Archive for the ‘British Waterways’ Category

Gizmodo India reports: It’s almost time for another steamy, sweaty summer in the city-and nothing looks like it might cool you off more than that sparkling waterway winding through the center of your downtown. But can you really swim in it? In more and more cities, the answer is a refreshing yes.

Your grandparents might remember taking a dip in the local stream back in the day, but thanks to decades of environmental ignorance, gallons of industrial sludge and sewage runoff have been collectively diverted into our rivers.
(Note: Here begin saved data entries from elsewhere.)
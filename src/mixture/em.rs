//! Soft-assignment EM refinement.
//!
//! Takes the k-means initial estimate and iterates E/M steps until the total
//! parameter movement of an M-step drops below `em_threshold`, or
//! `em_max_iter` iterations elapse. Each iteration recomputes the full
//! posterior matrix from scratch; nothing persists across iterations except
//! the model parameters themselves.

use tracing::{debug, trace};

use super::dataset::FeatureSet;
use super::gmm::{Convergence, GmmParams, PhaseReport};
use super::model::DiagGmm;
use crate::error::{Error, Result};

/// Posterior responsibilities, `n_components × n_samples`, flattened
/// row-major: `at(i, j)` is mixture `i`'s responsibility for sample `j`.
struct Posteriors {
    resp: Vec<f32>,
    n_samples: usize,
}

impl Posteriors {
    fn new(n_components: usize, n_samples: usize) -> Self {
        Self {
            resp: vec![0.0; n_components * n_samples],
            n_samples,
        }
    }

    #[inline]
    fn at(&self, i: usize, j: usize) -> f32 {
        self.resp[i * self.n_samples + j]
    }

    #[inline]
    fn set(&mut self, i: usize, j: usize, value: f32) {
        self.resp[i * self.n_samples + j] = value;
    }
}

/// Refine `model` on `features` by maximum likelihood.
///
/// Consumes the initial model and returns the refined one; convergence state
/// is carried in the report (`IterationLimit` means the cap was hit before
/// the threshold — the parameters are still the best estimate so far, and
/// the caller decides whether that is acceptable).
pub(crate) fn refine(
    features: &FeatureSet<'_>,
    model: DiagGmm,
    params: &GmmParams,
) -> Result<(DiagGmm, PhaseReport)> {
    let mut model = model;
    let mut posteriors = Posteriors::new(model.n_components(), features.len());
    debug!(
        n_components = model.n_components(),
        n_samples = features.len(),
        "em refinement"
    );

    let mut change = f32::INFINITY;
    let mut iteration = 0;
    while change >= params.em_threshold {
        if iteration >= params.em_max_iter {
            debug!(iteration, change, "em hit iteration cap");
            return Ok((
                model,
                PhaseReport {
                    iterations: iteration,
                    delta: change,
                    convergence: Convergence::IterationLimit,
                },
            ));
        }
        iteration += 1;

        e_step(features, &model, &mut posteriors)?;
        change = m_step(features, &posteriors, &mut model)?;
        trace!(iteration, change, "em update");
    }

    debug!(iteration, change, "em converged");
    Ok((
        model,
        PhaseReport {
            iterations: iteration,
            delta: change,
            convergence: Convergence::Converged,
        },
    ))
}

/// Fill the posterior matrix: column `j` is sample `j`'s responsibility
/// distribution over mixtures, normalized to sum to 1.
fn e_step(features: &FeatureSet<'_>, model: &DiagGmm, posteriors: &mut Posteriors) -> Result<()> {
    let n_components = model.n_components();
    for j in 0..features.len() {
        let x = features.row(j);
        let mut mass = 0.0_f32;
        for i in 0..n_components {
            let unnormalized = model.weighted_density(i, x);
            posteriors.set(i, j, unnormalized);
            mass += unnormalized;
        }
        if !(mass > 0.0) || !mass.is_finite() {
            return Err(Error::NumericDegeneracy {
                context: "total density mass for a sample is zero or non-finite",
            });
        }
        for i in 0..n_components {
            posteriors.set(i, j, posteriors.at(i, j) / mass);
        }
    }
    Ok(())
}

/// Re-estimate means, variances, and weights from the posteriors.
///
/// Variances are computed against the *updated* mean of the same step.
/// Returns the summed absolute movement across all parameters.
fn m_step(features: &FeatureSet<'_>, posteriors: &Posteriors, model: &mut DiagGmm) -> Result<f32> {
    let n_samples = features.len();
    let dim = features.dim();

    let mut change_mean = 0.0_f32;
    let mut change_variance = 0.0_f32;
    let mut change_weight = 0.0_f32;

    for (j, component) in model.components_mut().iter_mut().enumerate() {
        let soft_count: f32 = (0..n_samples).map(|k| posteriors.at(j, k)).sum();
        if !(soft_count > 0.0) {
            return Err(Error::NumericDegeneracy {
                context: "a mixture's effective sample count collapsed to zero",
            });
        }

        for d in 0..dim {
            let weighted_sum: f32 = (0..n_samples)
                .map(|k| posteriors.at(j, k) * features.row(k)[d])
                .sum();
            let new_mean = weighted_sum / soft_count;
            change_mean += (new_mean - component.mean[d]).abs();
            component.mean[d] = new_mean;

            let weighted_sq_dev: f32 = (0..n_samples)
                .map(|k| {
                    let dev = features.row(k)[d] - new_mean;
                    posteriors.at(j, k) * dev * dev
                })
                .sum();
            let new_variance = weighted_sq_dev / soft_count;
            change_variance += (new_variance - component.variance[d]).abs();
            component.variance[d] = new_variance;
        }

        let new_weight = soft_count / n_samples as f32;
        change_weight += (new_weight - component.weight).abs();
        component.weight = new_weight;
    }

    Ok(change_mean + change_variance + change_weight)
}
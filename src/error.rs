use thiserror::Error;

/// Errors returned by the fitting pipeline in this crate.
///
/// Every variant is fatal: the fit aborts immediately and no partial model is
/// returned. Hitting an iteration cap is *not* an error — both phases report
/// that through [`Convergence`](crate::mixture::Convergence) instead.
#[derive(Debug, Error)]
pub enum Error {
    /// Input slice is empty.
    #[error("empty input")]
    EmptyInput,

    /// Invalid parameter value.
    #[error("invalid parameter {name}: {message}")]
    InvalidParameter {
        /// Parameter name.
        name: &'static str,
        /// Human-readable explanation.
        message: &'static str,
    },

    /// Requested mixture count is incompatible with the dataset.
    ///
    /// Seeding assigns one sample per mixture, so the dataset must contain at
    /// least as many samples as mixtures.
    #[error("invalid mixture count: requested {requested}, but dataset has {n_samples} samples")]
    InvalidClusterCount {
        /// Requested number of mixtures.
        requested: usize,
        /// Number of samples in the dataset.
        n_samples: usize,
    },

    /// Points in a dataset have inconsistent dimensionality.
    #[error("dimension mismatch: expected {expected}, found {found}")]
    DimensionMismatch {
        /// Expected dimensionality.
        expected: usize,
        /// Found dimensionality.
        found: usize,
    },

    /// Bad-cell repair failed: even the most populous cluster has fewer than
    /// `min_samples` members, so there is no viable donor for the repair.
    #[error(
        "unrecoverable partition: largest cluster has {largest} members, \
         need at least {min_samples}"
    )]
    UnrecoverablePartition {
        /// Minimum members required per cluster.
        min_samples: usize,
        /// Member count of the most populous cluster.
        largest: usize,
    },

    /// Every mixture's k-means weight fell below the weight floor; the
    /// partition is too degenerate to normalize.
    #[error("degenerate weights: maximum weight {max_weight} is below the floor {min_weight}")]
    DegenerateWeights {
        /// Largest weight observed across all mixtures.
        max_weight: f32,
        /// Configured weight floor.
        min_weight: f32,
    },

    /// A numeric quantity the update rules divide by collapsed to zero (or
    /// went non-finite): a zero variance dimension, a sample whose total
    /// density mass underflowed in the E-step, or a mixture whose effective
    /// sample count vanished in the M-step.
    #[error("numeric degeneracy: {context}")]
    NumericDegeneracy {
        /// Which quantity degenerated.
        context: &'static str,
    },
}

/// Result type used by this crate.
pub type Result<T> = std::result::Result<T, Error>;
Now cities are getting their acts together and restoring their vital waterways for recreation.

Here are seven urban rivers that once were known as polluted, dangerous places, but are now (or soon will be) places where you can jump right in-the water’s fine.

Charles River, Boston

Charles River opened for its first public swim in 50 years

Last summer, the Charles River opened for its first public swim in 50 years, as a section cordoned off by buoys and manned by lifeguards was opened for two hours. Once given a D rating by the Environmental Protection Agency, environmentalists halted the flow of sewage into the Charles, and its rating has improved to a solid B, thanks to groups like the Charles River Conservancy and the Charles River Swimming Club, which is hosting a one-mile swim in the river this weekend. Even though the river has come a long way, advocates still have some work to do: “The bottom of the river remains a toxic mess, but if a swimmer can get in and out of the water without touching the squishy bottom, no tetanus shot is necessary.”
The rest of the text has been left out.